→ What to do: All entries shown below should be duplicated character for character.

**** Data for analysis

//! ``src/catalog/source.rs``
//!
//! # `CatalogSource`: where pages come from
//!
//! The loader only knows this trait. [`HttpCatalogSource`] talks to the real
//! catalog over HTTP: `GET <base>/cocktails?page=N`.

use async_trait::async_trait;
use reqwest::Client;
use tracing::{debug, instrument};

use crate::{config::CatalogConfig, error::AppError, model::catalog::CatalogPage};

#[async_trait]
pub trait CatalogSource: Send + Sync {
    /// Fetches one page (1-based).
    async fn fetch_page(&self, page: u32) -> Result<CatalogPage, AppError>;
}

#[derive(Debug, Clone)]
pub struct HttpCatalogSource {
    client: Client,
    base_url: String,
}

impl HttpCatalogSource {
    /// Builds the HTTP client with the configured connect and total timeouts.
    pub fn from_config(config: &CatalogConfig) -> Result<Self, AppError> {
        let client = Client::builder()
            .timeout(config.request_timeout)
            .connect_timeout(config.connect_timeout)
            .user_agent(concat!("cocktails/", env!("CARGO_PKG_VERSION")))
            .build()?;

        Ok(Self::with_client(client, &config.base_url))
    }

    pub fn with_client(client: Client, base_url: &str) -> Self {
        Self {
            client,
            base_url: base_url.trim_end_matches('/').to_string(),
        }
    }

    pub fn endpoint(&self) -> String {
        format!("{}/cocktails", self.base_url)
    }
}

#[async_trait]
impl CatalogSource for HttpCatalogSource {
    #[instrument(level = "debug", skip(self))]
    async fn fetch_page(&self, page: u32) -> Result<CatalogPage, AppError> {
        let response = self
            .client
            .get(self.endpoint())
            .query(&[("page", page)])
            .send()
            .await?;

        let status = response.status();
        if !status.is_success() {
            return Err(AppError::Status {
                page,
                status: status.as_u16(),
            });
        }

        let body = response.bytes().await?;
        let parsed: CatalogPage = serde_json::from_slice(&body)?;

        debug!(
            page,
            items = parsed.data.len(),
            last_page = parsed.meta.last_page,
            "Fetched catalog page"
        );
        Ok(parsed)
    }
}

********

→ Output below:
//! ``src/catalog/source.rs``
//!
//! # `CatalogSource`: where pages come from
//!
//! The loader only knows this trait. [`HttpCatalogSource`] talks to the real
//! catalog over HTTP: `GET <base>/cocktails?page=N`.

use async_trait::async_trait;
use reqwest::Client;
use tracing::{debug, instrument};

use crate::{config::CatalogConfig, error::AppError, model::catalog::CatalogPage};

#[async_trait]
pub trait CatalogSource: Send + Sync {
    /// Fetches one page (1-based).
    async fn fetch_page(&self, page: u32) -> Result<CatalogPage, AppError>;
}

#[derive(Debug, Clone)]
pub struct HttpCatalogSource {
    client: Client,
    base_url: String,
}

impl HttpCatalogSource {
    /// Builds the HTTP client with the configured connect and total timeouts.
    pub fn from_config(config: &CatalogConfig) -> Result<Self, AppError> {
        let client = Client::builder()
            .timeout(config.request_timeout)
            .connect_timeout(config.connect_timeout)
            .user_agent(concat!("cocktails/", env!("CARGO_PKG_VERSION")))
            .build()?;

        Ok(Self::with_client(client, &config.base_url))
    }

    pub fn with_client(client: Client, base_url: &str) -> Self {
        Self {
            client,
            base_url: base_url.trim_end_matches('/').to_string(),
        }
    }

    pub fn endpoint(&self) -> String {
        format!("{}/cocktails", self.base_url)
    }
}

#[async_trait]
impl CatalogSource for HttpCatalogSource {
    #[instrument(level = "debug", skip(self))]
    async fn fetch_page(&self, page: u32) -> Result<CatalogPage, AppError> {
        let response = self
            .client
            .get(self.endpoint())
            .query(&[("page", page)])
            .send()
            .await?;

        let status = response.status();
        if !status.is_success() {
            return Err(AppError::Status {
                page,
                status: status.as_u16(),
            });
        }

        let body = response.bytes().await?;
        let parsed: CatalogPage = serde_json::from_slice(&body)?;

        debug!(
            page,
            items = parsed.data.len(),
            last_page = parsed.meta.last_page,
            "Fetched catalog page"
        );
        Ok(parsed)
    }
}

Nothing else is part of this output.